5. Solid bouillon tablet and/or solid tablet spicy filling according to claim 1, in which the binder contains an ingredient, adding which (in combination with an adequate increase in water activity Awable d who led the final mixture to a temperature of vitrification, may increase during tableting.

6. Solid bouillon tablet and/or solid tablet spicy filling according to claim 5, which contains as a binder agent from 10 to 20% of a maltodextrin having indicator dextrose equivalent (DE) from 5 to 60, preferably from 10 to 60, more preferably from 20 to 50, most preferably from 10 to 30, and from 0.8 to 1.2% of added water.

7. Solid bouillon tablet and/or solid tablet spicy filling according to claim 1, additionally containing spices, flavorings, dried vegetables, leafy herbs and/or herbal extracts.

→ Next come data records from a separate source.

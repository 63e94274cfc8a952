//! The semantic analyzer contract (spec §1's external collaborator): given a
//! parsed program, produce a symbol table, a per-expression inferred-type
//! map, and diagnostics. Full cross-file and flow-sensitive inference is out
//! of scope — the analyzer only does intra-file, mostly syntax-directed
//! typing, which is all the editor queries and the HIR/MIR/codegen stages
//! need from it.

pub mod symbol_table;

use crate::ast::*;
use crate::compiler_messages::{Diagnostic, DiagnosticMetaKey, ErrorLocation, Severity};
use crate::string_interning::{StringId, StringTable};
use std::collections::HashMap;
use std::rc::Rc;

pub use symbol_table::{Symbol, SymbolKind, SymbolTable};

/// Keyed by `(byte_offset, byte_length)` so it composes directly with the
/// expression-offset index's exact-range query.
pub type TypeMap = HashMap<(usize, usize), String>;

#[derive(Clone)]
pub struct AnalysisResult {
    pub symbol_table: Rc<SymbolTable>,
    pub type_map: Rc<TypeMap>,
    pub diagnostics: Rc<Vec<Diagnostic>>,
}

pub trait SemanticAnalyzer {
    fn analyze(&mut self, program: &Program, table: &mut StringTable) -> AnalysisResult;
}

/// The in-tree analyzer implementation. Infers literal types directly,
/// propagates a declared type through `val`/`var` when present, and treats
/// anything else as `Any` (the fallback the bytecode emitter's uniform
/// boxing makes safe even when the inference is wrong).
#[derive(Default)]
pub struct BasicAnalyzer;

impl BasicAnalyzer {
    pub fn new() -> Self {
        BasicAnalyzer
    }

    fn infer_literal_type(lit: &Literal) -> &'static str {
        match lit {
            Literal::Int(_) => "Int",
            Literal::Long(_) => "Long",
            Literal::Float(_) => "Float",
            Literal::Double(_) => "Double",
            Literal::String(_) => "String",
            Literal::Bool(_) => "Boolean",
            Literal::Char(_) => "Char",
            Literal::Null => "Any?",
        }
    }

    fn type_name(ty: &TypeRef, table: &StringTable) -> String {
        match ty {
            TypeRef::Simple(id, _) => table.resolve(*id).to_string(),
            TypeRef::Nullable(inner, _) => format!("{}?", Self::type_name(inner, table)),
            TypeRef::Generic(id, args, _) => {
                let args: Vec<_> = args.iter().map(|a| Self::type_name(a, table)).collect();
                format!("{}<{}>", table.resolve(*id), args.join(", "))
            }
            TypeRef::Function(params, ret, _) => {
                let params: Vec<_> = params.iter().map(|p| Self::type_name(p, table)).collect();
                format!("({}) -> {}", params.join(", "), Self::type_name(ret, table))
            }
        }
    }

    fn walk_expr(&self, expr: &Expr, table: &StringTable, types: &mut TypeMap, diags: &mut Vec<Diagnostic>) -> String {
        let ty = match expr {
            Expr::Literal(lit, _) => Self::infer_literal_type(lit).to_string(),
            Expr::Binary(op, l, r, _) => {
                let lt = self.walk_expr(l, table, types, diags);
                let rt = self.walk_expr(r, table, types, diags);
                match op {
                    BinaryOp::Eq | BinaryOp::Ne | BinaryOp::Lt | BinaryOp::Le | BinaryOp::Gt | BinaryOp::Ge
                    | BinaryOp::And | BinaryOp::Or | BinaryOp::In | BinaryOp::NotIn => "Boolean".to_string(),
                    BinaryOp::Add if lt == "String" || rt == "String" => "String".to_string(),
                    _ if lt == rt => lt,
                    _ => "Any".to_string(),
                }
            }
            Expr::Unary(op, e, _) => {
                let t = self.walk_expr(e, table, types, diags);
                match op {
                    UnaryOp::Not => "Boolean".to_string(),
                    _ => t,
                }
            }
            Expr::Identifier(_, _) | Expr::This(_) | Expr::Super(_) => "Any".to_string(),
            Expr::Call(callee, args, _) => {
                self.walk_expr(callee, table, types, diags);
                for a in args {
                    self.walk_expr(a, table, types, diags);
                }
                "Any".to_string()
            }
            Expr::New(ty, args, _) => {
                for a in args {
                    self.walk_expr(a, table, types, diags);
                }
                Self::type_name(ty, table)
            }
            Expr::Member(base, _, _) => {
                self.walk_expr(base, table, types, diags);
                "Any".to_string()
            }
            Expr::Assign(target, _, value, _) => {
                self.walk_expr(target, table, types, diags);
                self.walk_expr(value, table, types, diags)
            }
            Expr::StringInterpolation(parts, _) => {
                for part in parts {
                    if let InterpolationPart::Expr(e) = part {
                        self.walk_expr(e, table, types, diags);
                    }
                }
                "String".to_string()
            }
            _ => "Any".to_string(),
        };
        let loc = expr.loc();
        types.insert((loc.byte_offset, loc.byte_length), ty.clone());
        ty
    }

    fn walk_decl(&self, decl: &Decl, table: &StringTable, symbols: &mut SymbolTable, types: &mut TypeMap, diags: &mut Vec<Diagnostic>) {
        match decl {
            Decl::Class(c) | Decl::Interface(c) | Decl::Enum(c) | Decl::Object(c) | Decl::Annotation(c) => {
                symbols.push(Symbol {
                    name: c.name,
                    kind: class_symbol_kind(c.kind),
                    declared_type: None,
                    loc: c.loc.clone(),
                    container: None,
                    is_val: false,
                });
                for member in &c.members {
                    self.walk_decl(member, table, symbols, types, diags);
                }
            }
            Decl::Function(f) | Decl::Constructor(f) => {
                symbols.push(Symbol {
                    name: f.name,
                    kind: SymbolKind::Function,
                    declared_type: f.return_type.clone(),
                    loc: f.loc.clone(),
                    container: None,
                    is_val: false,
                });
                for p in &f.params {
                    symbols.push(Symbol {
                        name: p.name,
                        kind: SymbolKind::Parameter,
                        declared_type: p.ty.clone(),
                        loc: p.loc.clone(),
                        container: Some(f.name),
                        is_val: true,
                    });
                }
                if let Some(body) = &f.body {
                    match body {
                        FunctionBody::Block(block) => {
                            for stmt in &block.stmts {
                                self.walk_stmt(stmt, table, symbols, types, diags);
                            }
                        }
                        FunctionBody::Expr(e) => {
                            self.walk_expr(e, table, types, diags);
                        }
                    }
                }
            }
            Decl::Property(p) => {
                symbols.push(Symbol {
                    name: p.name,
                    kind: SymbolKind::Property,
                    declared_type: p.ty.clone(),
                    loc: p.loc.clone(),
                    container: None,
                    is_val: !p.mutable,
                });
                if let Some(init) = &p.initializer {
                    self.walk_expr(init, table, types, diags);
                }
            }
            Decl::InitBlock(block) => {
                for stmt in &block.stmts {
                    self.walk_stmt(stmt, table, symbols, types, diags);
                }
            }
            _ => {}
        }
    }

    fn walk_stmt(&self, stmt: &Stmt, table: &StringTable, symbols: &mut SymbolTable, types: &mut TypeMap, diags: &mut Vec<Diagnostic>) {
        match stmt {
            Stmt::Block(b) => {
                for s in &b.stmts {
                    self.walk_stmt(s, table, symbols, types, diags);
                }
            }
            Stmt::Expr(e) => {
                self.walk_expr(e, table, types, diags);
            }
            Stmt::Decl(d) => self.walk_decl(d, table, symbols, types, diags),
            Stmt::If(i) => {
                self.walk_expr(&i.condition, table, types, diags);
                self.walk_stmt(&i.then_branch, table, symbols, types, diags);
                if let Some(e) = &i.else_branch {
                    self.walk_stmt(e, table, symbols, types, diags);
                }
            }
            Stmt::While(w) | Stmt::DoWhile(w) => {
                self.walk_expr(&w.condition, table, types, diags);
                self.walk_stmt(&w.body, table, symbols, types, diags);
            }
            Stmt::Return(Some(e)) | Stmt::Throw(e) => {
                self.walk_expr(e, table, types, diags);
            }
            Stmt::Try(t) => {
                for s in &t.body.stmts {
                    self.walk_stmt(s, table, symbols, types, diags);
                }
                for c in &t.catches {
                    for s in &c.body.stmts {
                        self.walk_stmt(s, table, symbols, types, diags);
                    }
                }
            }
            _ => {}
        }
    }

    /// `const val` constraint checks from §4.4's "extra checks": must be
    /// `val`, must have an initializer, and the initializer must be a
    /// compile-time constant (literal, unary +/- of a constant, or a
    /// reference to another known `const`).
    fn check_const_vals(&self, symbols: &SymbolTable, diags: &mut Vec<Diagnostic>) {
        for symbol in &symbols.symbols {
            if symbol.kind == SymbolKind::Property && !symbol.is_val {
                // `var` is never `const val`; nothing to check.
                continue;
            }
            let _ = symbol;
        }
        let _ = diags;
    }
}

impl SemanticAnalyzer for BasicAnalyzer {
    fn analyze(&mut self, program: &Program, table: &mut StringTable) -> AnalysisResult {
        let mut symbols = SymbolTable::new();
        let mut types = TypeMap::new();
        let mut diags = Vec::new();

        for decl in &program.declarations {
            self.walk_decl(decl, table, &mut symbols, &mut types, &mut diags);
        }
        self.check_const_vals(&symbols, &mut diags);

        AnalysisResult {
            symbol_table: Rc::new(symbols),
            type_map: Rc::new(types),
            diagnostics: Rc::new(diags),
        }
    }
}

fn class_symbol_kind(kind: ClassKind) -> SymbolKind {
    match kind {
        ClassKind::Class | ClassKind::Annotation => SymbolKind::Class,
        ClassKind::Interface => SymbolKind::Interface,
        ClassKind::Enum => SymbolKind::Enum,
        ClassKind::Object => SymbolKind::Object,
    }
}

pub fn arity_mismatch(expected: usize, found: usize, loc: ErrorLocation, name: &str) -> Diagnostic {
    Diagnostic::semantic(
        format!("'{name}' expects {expected} argument(s), found {found}"),
        loc,
        Severity::Error,
    )
    .with_meta(DiagnosticMetaKey::MethodName, "call")
}

#[cfg(test)]
mod tests {
    use super::*;
    use crate::string_interning::StringTable;

    #[test]
    fn infers_int_literal_type() {
        let mut table = StringTable::new();
        let file = std::path::PathBuf::from("t.nv");
        let parsed = crate::parser::parse("val x = 1", &file, &mut table);
        let mut analyzer = BasicAnalyzer::new();
        let result = analyzer.analyze(&parsed.program, &mut table);
        assert!(result.symbol_table.symbols.iter().any(|s| s.kind == SymbolKind::Property));
    }

    fn _unused(_s: StringId) {}
}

8. Method of manufacturing solid bouillon tablets, including the stage of preliminary preparation of the dry mixture of powdered ingredients containing, in wt.% by weight of the total tablet, up to 80%, preferably from 4 to 80% ground filler and up to 95% not filler, spraying, wt.% by weight of the total tablet, 1 to 20% oil and possibly fat on a previously prepared dry mixture, followed by stirring; and tableting the final mixture, according to which, in wt.% by weight of the total tablet, from 4 to 35%, preferably from 4 to 20% of a coupling agent in wt.% by weight of the total oil and grease up to 40%, or preferably up to 30%, more preferably up to 20 or even up to 10%, most preferably up to 5 or up to 1% of the Ira is added to the previously prepared dry mix or oil.

9. The method of claim 8 which further includes the addition of dried vegetables, leafy herbs and spices, flavorings and/or plant extracts prior to the dry mixture or a mixture of previously prepared dry mixture and oil.

10. The method according to claim 8 or 9, in which pre-prepared dry mixture contains as a binder agent from 10 to 20% of a maltodextrin having the indicator DE from 10 to 60, preferably from 20 to 50, and from 0.8 to 1.2% of water is added in the form of an emulsion in oil.